The file it “hangs” on is 353M and is located in the 9.8GB packfile, changing “streamFileThreashold” to 512M this seems to solve the problem, but that seems a bit aggressive.
When running the test in the debugger it seems that the problem begins like this:
DiffFormatter.open(DiffEntry$Side, DiffEntry) ->
Here a TeeInputStream is set up and a new ObjectStream.Filter which overrides close()
The code then continues in ObjectLoader.getCachedBytes() which does a in.getSize() which returns 369284420 which will cause a LargeObjectException.ExceedsLimit to be thrown and the finally code to execute close() that were overridden above.

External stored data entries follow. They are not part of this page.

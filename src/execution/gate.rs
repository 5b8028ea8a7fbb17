//! Execution Gate
//!
//! Caps unbounded result sets and turns executor failures into the error
//! taxonomy. Actual execution is delegated to a [`QueryExecutor`].

use crate::config::DEFAULT_ROW_LIMIT;
use crate::error::Result;
use crate::execution::error_classifier::{ErrorClassifier, ErrorKind};
use crate::validator::{UnvalidatedSql, ValidatedSql};
use async_trait::async_trait;
use lazy_static::lazy_static;
use regex::Regex;
use sqlparser::dialect::PostgreSqlDialect;
use sqlparser::keywords::Keyword;
use sqlparser::tokenizer::{Token, Tokenizer};
use std::sync::Arc;
use tracing::{info, warn};

lazy_static! {
    static ref LIMIT_WORD: Regex = Regex::new(r"(?i)\blimit\b").unwrap();
}

/// One result row: column name -> value
pub type Row = serde_json::Map<String, serde_json::Value>;

/// Database access layer. Accepts only validated statements.
#[async_trait]
pub trait QueryExecutor: Send + Sync {
    async fn fetch_rows(&self, sql: &ValidatedSql) -> Result<Vec<Row>>;
}

/// Append `LIMIT 500` on a new line unless a LIMIT clause is already present.
pub fn ensure_limit(sql: &str) -> String {
    ensure_limit_with(sql, DEFAULT_ROW_LIMIT)
}

pub fn ensure_limit_with(sql: &str, limit: u64) -> String {
    if has_limit_clause(sql) {
        sql.to_string()
    } else {
        format!("{}\nLIMIT {}", sql.trim_end(), limit)
    }
}

/// True when an unquoted LIMIT keyword appears outside literals and comments.
/// Text the tokenizer rejects falls back to a word match; the validator
/// rejects such text anyway.
fn has_limit_clause(sql: &str) -> bool {
    let dialect = PostgreSqlDialect {};
    match Tokenizer::new(&dialect, sql).tokenize() {
        Ok(tokens) => tokens.iter().any(|token| {
            matches!(token, Token::Word(word) if word.quote_style.is_none() && word.keyword == Keyword::LIMIT)
        }),
        Err(_) => LIMIT_WORD.is_match(sql),
    }
}

#[derive(Debug, Clone, PartialEq, Eq)]
pub struct ExecutionError {
    pub kind: ErrorKind,
    pub detail: Option<String>,
    /// Raw executor message
    pub message: String,
}

pub struct ExecutionGate {
    executor: Arc<dyn QueryExecutor>,
    classifier: ErrorClassifier,
    row_limit: u64,
}

impl ExecutionGate {
    pub fn new(executor: Arc<dyn QueryExecutor>) -> Self {
        Self::with_row_limit(executor, DEFAULT_ROW_LIMIT)
    }

    pub fn with_row_limit(executor: Arc<dyn QueryExecutor>, row_limit: u64) -> Self {
        Self {
            executor,
            classifier: ErrorClassifier::new(),
            row_limit,
        }
    }

    pub fn row_limit(&self) -> u64 {
        self.row_limit
    }

    pub fn cap(&self, candidate: UnvalidatedSql) -> UnvalidatedSql {
        candidate.with_row_limit(self.row_limit)
    }

    pub async fn execute(&self, sql: &ValidatedSql) -> std::result::Result<Vec<Row>, ExecutionError> {
        match self.executor.fetch_rows(sql).await {
            Ok(rows) => {
                info!(rows = rows.len(), "Query executed");
                Ok(rows)
            }
            Err(e) => {
                let classification = self.classifier.classify(&e);
                warn!(kind = %classification.kind, error = %e, "Query execution failed");
                Err(ExecutionError {
                    kind: classification.kind,
                    detail: classification.detail,
                    message: e.to_string(),
                })
            }
        }
    }
}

This will in turn call close on the TeeInputStream which will read its and write to the DeflaterOutputStream util it is done.
I have two concerns about this:
1) If I understand correct the TeeInputStream is created so that a loose object is created that can later be used instead of reading the pack file again. But in this case where only the size is wanted it instead creates huge amount of overhead. Can’t this be handled in a special case, e.g. the TeeInputStream set up first when a read is performed?
2) It takes crazy long time to create this loose object. You can see a objects/noz2787230184080961842.tmp that grows very slowly, the largest file I have there is 86M and that took > 12h on a decent machine. Can’t this be improved?